● **TASK REQUIREMENTS**
Would you find each line in the entries below with the string "AriEndpoint" and copy it?

● **Stored items**
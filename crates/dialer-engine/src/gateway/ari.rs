//! Asterisk REST Interface gateway.
//!
//! Commands go over HTTP; events arrive on the `/events` websocket for the
//! configured Stasis application. The websocket is reconnected with backoff
//! for as long as the consumer holds the event stream.

use std::collections::HashMap;
use std::sync::Arc;
use std::time::Duration;

use async_trait::async_trait;
use dashmap::DashMap;
use futures::StreamExt;
use reqwest::{Client, RequestBuilder, StatusCode};
use serde::Deserialize;
use tokio::sync::mpsc;
use tokio_tungstenite::tungstenite::Message;
use tracing::{debug, error, info, warn};

use super::{
    ChannelMetadata, ChannelState, ChannelStatus, EndpointState, EventStream, GatewayError,
    GatewayEvent, GatewayResult, HangupCause, OriginateRequest, TelephonyGateway,
};
use crate::config::GatewayConfig;
use crate::error::{DialerError, Result};
use crate::types::{BridgeId, ChannelId};

const EVENT_BUFFER: usize = 4096;
const MAX_RECONNECT_DELAY: Duration = Duration::from_secs(30);

/// Channel and endpoint payloads inside ARI events
#[derive(Debug, Deserialize)]
struct AriChannel {
    id: String,
    #[serde(default)]
    state: String,
    #[serde(default)]
    channelvars: HashMap<String, serde_json::Value>,
}

#[derive(Debug, Deserialize)]
struct AriEndpoint {
    technology: String,
    resource: String,
    #[serde(default)]
    state: Option<String>,
}

#[derive(Debug, Deserialize)]
struct AriEvent {
    #[serde(rename = "type")]
    kind: String,
    #[serde(default)]
    channel: Option<AriChannel>,
    #[serde(default)]
    endpoint: Option<AriEndpoint>,
    #[serde(default)]
    cause: Option<u16>,
    #[serde(default)]
    variable: Option<String>,
    #[serde(default)]
    value: Option<String>,
}

#[derive(Debug, Deserialize)]
struct AriId {
    id: String,
}

pub struct AriGateway {
    server_id: String,
    base_url: String,
    username: String,
    password: String,
    app: String,
    client: Client,
    /// Variables of channels we originated, so events can be correlated
    /// without a round trip per channel
    originated: Arc<DashMap<ChannelId, HashMap<String, String>>>,
}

● **EXERCISE SOLUTION**
struct AriEndpoint {
    endpoint: Option<AriEndpoint>,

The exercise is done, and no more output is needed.